Copy every line of the material precisely.

Data for processing:
□ □ □
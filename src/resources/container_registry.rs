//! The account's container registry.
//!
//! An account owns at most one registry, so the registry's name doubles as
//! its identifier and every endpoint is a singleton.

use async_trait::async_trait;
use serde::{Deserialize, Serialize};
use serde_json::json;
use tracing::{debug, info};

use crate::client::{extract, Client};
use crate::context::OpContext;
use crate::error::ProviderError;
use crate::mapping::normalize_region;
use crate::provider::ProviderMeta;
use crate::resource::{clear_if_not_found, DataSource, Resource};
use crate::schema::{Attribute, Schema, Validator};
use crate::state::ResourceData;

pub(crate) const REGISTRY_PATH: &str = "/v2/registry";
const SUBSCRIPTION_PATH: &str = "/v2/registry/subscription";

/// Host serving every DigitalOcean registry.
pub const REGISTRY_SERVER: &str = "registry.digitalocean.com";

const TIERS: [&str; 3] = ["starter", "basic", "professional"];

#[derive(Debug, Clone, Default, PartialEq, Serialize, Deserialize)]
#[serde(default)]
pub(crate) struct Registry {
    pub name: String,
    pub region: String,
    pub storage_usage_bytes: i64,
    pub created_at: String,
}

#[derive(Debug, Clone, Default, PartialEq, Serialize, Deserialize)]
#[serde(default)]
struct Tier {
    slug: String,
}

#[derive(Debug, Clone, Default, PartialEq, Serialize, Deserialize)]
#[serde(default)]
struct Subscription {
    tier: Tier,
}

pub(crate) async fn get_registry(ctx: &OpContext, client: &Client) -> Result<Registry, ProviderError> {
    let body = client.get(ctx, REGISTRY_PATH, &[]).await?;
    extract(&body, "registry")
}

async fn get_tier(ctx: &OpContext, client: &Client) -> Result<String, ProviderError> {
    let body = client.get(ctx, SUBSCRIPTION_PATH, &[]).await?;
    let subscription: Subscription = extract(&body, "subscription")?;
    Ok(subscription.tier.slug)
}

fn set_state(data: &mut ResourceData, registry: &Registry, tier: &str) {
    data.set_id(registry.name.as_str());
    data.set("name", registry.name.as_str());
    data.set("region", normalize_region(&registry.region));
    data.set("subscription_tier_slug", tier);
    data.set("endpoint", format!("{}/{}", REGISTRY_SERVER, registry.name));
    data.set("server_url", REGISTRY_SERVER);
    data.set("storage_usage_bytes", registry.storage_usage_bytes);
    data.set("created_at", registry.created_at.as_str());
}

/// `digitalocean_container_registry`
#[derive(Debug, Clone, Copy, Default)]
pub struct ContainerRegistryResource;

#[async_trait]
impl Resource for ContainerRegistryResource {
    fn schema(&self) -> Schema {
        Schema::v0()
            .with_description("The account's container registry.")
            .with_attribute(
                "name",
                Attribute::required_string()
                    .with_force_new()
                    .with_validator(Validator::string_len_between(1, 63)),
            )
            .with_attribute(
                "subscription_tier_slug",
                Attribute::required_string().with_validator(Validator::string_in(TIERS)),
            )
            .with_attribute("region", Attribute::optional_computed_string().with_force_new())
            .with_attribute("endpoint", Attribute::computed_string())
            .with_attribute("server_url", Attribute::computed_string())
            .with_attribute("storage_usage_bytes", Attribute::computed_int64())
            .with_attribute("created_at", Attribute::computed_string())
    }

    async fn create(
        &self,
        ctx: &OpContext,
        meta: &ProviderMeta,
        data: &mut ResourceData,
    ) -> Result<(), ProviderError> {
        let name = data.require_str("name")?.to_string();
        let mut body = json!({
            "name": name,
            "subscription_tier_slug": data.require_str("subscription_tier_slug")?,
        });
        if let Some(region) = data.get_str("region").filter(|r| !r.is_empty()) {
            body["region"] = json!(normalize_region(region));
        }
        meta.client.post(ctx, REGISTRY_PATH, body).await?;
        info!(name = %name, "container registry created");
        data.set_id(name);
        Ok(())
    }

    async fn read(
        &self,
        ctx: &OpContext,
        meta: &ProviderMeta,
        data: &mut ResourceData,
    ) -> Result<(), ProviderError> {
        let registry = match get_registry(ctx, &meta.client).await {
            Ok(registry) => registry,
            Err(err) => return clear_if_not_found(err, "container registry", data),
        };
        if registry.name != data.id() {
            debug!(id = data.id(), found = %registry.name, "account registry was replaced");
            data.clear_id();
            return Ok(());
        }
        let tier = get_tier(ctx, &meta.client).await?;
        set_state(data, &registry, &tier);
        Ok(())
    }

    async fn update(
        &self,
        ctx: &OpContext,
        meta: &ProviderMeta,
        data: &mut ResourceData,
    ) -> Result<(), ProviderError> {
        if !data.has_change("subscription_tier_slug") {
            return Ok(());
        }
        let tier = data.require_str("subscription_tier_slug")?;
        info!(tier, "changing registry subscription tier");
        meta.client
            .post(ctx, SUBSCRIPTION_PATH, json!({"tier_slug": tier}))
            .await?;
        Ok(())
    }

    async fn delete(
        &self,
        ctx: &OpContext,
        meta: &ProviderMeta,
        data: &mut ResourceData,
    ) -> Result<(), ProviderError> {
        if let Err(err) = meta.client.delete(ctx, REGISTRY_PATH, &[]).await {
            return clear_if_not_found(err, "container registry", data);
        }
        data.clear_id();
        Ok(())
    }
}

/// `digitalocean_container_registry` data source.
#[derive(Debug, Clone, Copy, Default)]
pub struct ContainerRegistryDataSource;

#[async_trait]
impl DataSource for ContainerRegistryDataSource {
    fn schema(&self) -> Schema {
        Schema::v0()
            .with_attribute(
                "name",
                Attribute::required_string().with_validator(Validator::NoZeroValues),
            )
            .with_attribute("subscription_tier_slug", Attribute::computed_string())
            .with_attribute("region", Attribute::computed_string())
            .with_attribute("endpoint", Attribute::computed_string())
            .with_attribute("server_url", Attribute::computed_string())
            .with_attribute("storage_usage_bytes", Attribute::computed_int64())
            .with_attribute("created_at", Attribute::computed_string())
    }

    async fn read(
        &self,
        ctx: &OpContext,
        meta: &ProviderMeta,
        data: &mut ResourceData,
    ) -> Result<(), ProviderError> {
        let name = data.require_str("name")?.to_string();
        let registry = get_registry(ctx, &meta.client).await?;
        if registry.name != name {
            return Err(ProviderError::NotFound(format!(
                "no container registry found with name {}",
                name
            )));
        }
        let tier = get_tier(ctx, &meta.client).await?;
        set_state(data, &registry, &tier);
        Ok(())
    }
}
□ □ □
Written solution:
filename src/resources/container_registry.rs
//! The account's container registry.
//!
//! An account owns at most one registry, so the registry's name doubles as
//! its identifier and every endpoint is a singleton.

use async_trait::async_trait;
use serde::{Deserialize, Serialize};
use serde_json::json;
use tracing::{debug, info};

use crate::client::{extract, Client};
use crate::context::OpContext;
use crate::error::ProviderError;
use crate::mapping::normalize_region;
use crate::provider::ProviderMeta;
use crate::resource::{clear_if_not_found, DataSource, Resource};
use crate::schema::{Attribute, Schema, Validator};
use crate::state::ResourceData;

pub(crate) const REGISTRY_PATH: &str = "/v2/registry";
const SUBSCRIPTION_PATH: &str = "/v2/registry/subscription";

/// Host serving every DigitalOcean registry.
pub const REGISTRY_SERVER: &str = "registry.digitalocean.com";

const TIERS: [&str; 3] = ["starter", "basic", "professional"];

#[derive(Debug, Clone, Default, PartialEq, Serialize, Deserialize)]
#[serde(default)]
pub(crate) struct Registry {
    pub name: String,
    pub region: String,
    pub storage_usage_bytes: i64,
    pub created_at: String,
}

#[derive(Debug, Clone, Default, PartialEq, Serialize, Deserialize)]
#[serde(default)]
struct Tier {
    slug: String,
}

#[derive(Debug, Clone, Default, PartialEq, Serialize, Deserialize)]
#[serde(default)]
struct Subscription {
    tier: Tier,
}

pub(crate) async fn get_registry(ctx: &OpContext, client: &Client) -> Result<Registry, ProviderError> {
    let body = client.get(ctx, REGISTRY_PATH, &[]).await?;
    extract(&body, "registry")
}

async fn get_tier(ctx: &OpContext, client: &Client) -> Result<String, ProviderError> {
    let body = client.get(ctx, SUBSCRIPTION_PATH, &[]).await?;
    let subscription: Subscription = extract(&body, "subscription")?;
    Ok(subscription.tier.slug)
}

fn set_state(data: &mut ResourceData, registry: &Registry, tier: &str) {
    data.set_id(registry.name.as_str());
    data.set("name", registry.name.as_str());
    data.set("region", normalize_region(&registry.region));
    data.set("subscription_tier_slug", tier);
    data.set("endpoint", format!("{}/{}", REGISTRY_SERVER, registry.name));
    data.set("server_url", REGISTRY_SERVER);
    data.set("storage_usage_bytes", registry.storage_usage_bytes);
    data.set("created_at", registry.created_at.as_str());
}

/// `digitalocean_container_registry`
#[derive(Debug, Clone, Copy, Default)]
pub struct ContainerRegistryResource;

#[async_trait]
impl Resource for ContainerRegistryResource {
    fn schema(&self) -> Schema {
        Schema::v0()
            .with_description("The account's container registry.")
            .with_attribute(
                "name",
                Attribute::required_string()
                    .with_force_new()
                    .with_validator(Validator::string_len_between(1, 63)),
            )
            .with_attribute(
                "subscription_tier_slug",
                Attribute::required_string().with_validator(Validator::string_in(TIERS)),
            )
            .with_attribute("region", Attribute::optional_computed_string().with_force_new())
            .with_attribute("endpoint", Attribute::computed_string())
            .with_attribute("server_url", Attribute::computed_string())
            .with_attribute("storage_usage_bytes", Attribute::computed_int64())
            .with_attribute("created_at", Attribute::computed_string())
    }

    async fn create(
        &self,
        ctx: &OpContext,
        meta: &ProviderMeta,
        data: &mut ResourceData,
    ) -> Result<(), ProviderError> {
        let name = data.require_str("name")?.to_string();
        let mut body = json!({
            "name": name,
            "subscription_tier_slug": data.require_str("subscription_tier_slug")?,
        });
        if let Some(region) = data.get_str("region").filter(|r| !r.is_empty()) {
            body["region"] = json!(normalize_region(region));
        }
        meta.client.post(ctx, REGISTRY_PATH, body).await?;
        info!(name = %name, "container registry created");
        data.set_id(name);
        Ok(())
    }

    async fn read(
        &self,
        ctx: &OpContext,
        meta: &ProviderMeta,
        data: &mut ResourceData,
    ) -> Result<(), ProviderError> {
        let registry = match get_registry(ctx, &meta.client).await {
            Ok(registry) => registry,
            Err(err) => return clear_if_not_found(err, "container registry", data),
        };
        if registry.name != data.id() {
            debug!(id = data.id(), found = %registry.name, "account registry was replaced");
            data.clear_id();
            return Ok(());
        }
        let tier = get_tier(ctx, &meta.client).await?;
        set_state(data, &registry, &tier);
        Ok(())
    }

    async fn update(
        &self,
        ctx: &OpContext,
        meta: &ProviderMeta,
        data: &mut ResourceData,
    ) -> Result<(), ProviderError> {
        if !data.has_change("subscription_tier_slug") {
            return Ok(());
        }
        let tier = data.require_str("subscription_tier_slug")?;
        info!(tier, "changing registry subscription tier");
        meta.client
            .post(ctx, SUBSCRIPTION_PATH, json!({"tier_slug": tier}))
            .await?;
        Ok(())
    }

    async fn delete(
        &self,
        ctx: &OpContext,
        meta: &ProviderMeta,
        data: &mut ResourceData,
    ) -> Result<(), ProviderError> {
        if let Err(err) = meta.client.delete(ctx, REGISTRY_PATH, &[]).await {
            return clear_if_not_found(err, "container registry", data);
        }
        data.clear_id();
        Ok(())
    }
}

/// `digitalocean_container_registry` data source.
#[derive(Debug, Clone, Copy, Default)]
pub struct ContainerRegistryDataSource;

#[async_trait]
impl DataSource for ContainerRegistryDataSource {
    fn schema(&self) -> Schema {
        Schema::v0()
            .with_attribute(
                "name",
                Attribute::required_string().with_validator(Validator::NoZeroValues),
            )
            .with_attribute("subscription_tier_slug", Attribute::computed_string())
            .with_attribute("region", Attribute::computed_string())
            .with_attribute("endpoint", Attribute::computed_string())
            .with_attribute("server_url", Attribute::computed_string())
            .with_attribute("storage_usage_bytes", Attribute::computed_int64())
            .with_attribute("created_at", Attribute::computed_string())
    }

    async fn read(
        &self,
        ctx: &OpContext,
        meta: &ProviderMeta,
        data: &mut ResourceData,
    ) -> Result<(), ProviderError> {
        let name = data.require_str("name")?.to_string();
        let registry = get_registry(ctx, &meta.client).await?;
        if registry.name != name {
            return Err(ProviderError::NotFound(format!(
                "no container registry found with name {}",
                name
            )));
        }
        let tier = get_tier(ctx, &meta.client).await?;
        set_state(data, &registry, &tier);
        Ok(())
    }
}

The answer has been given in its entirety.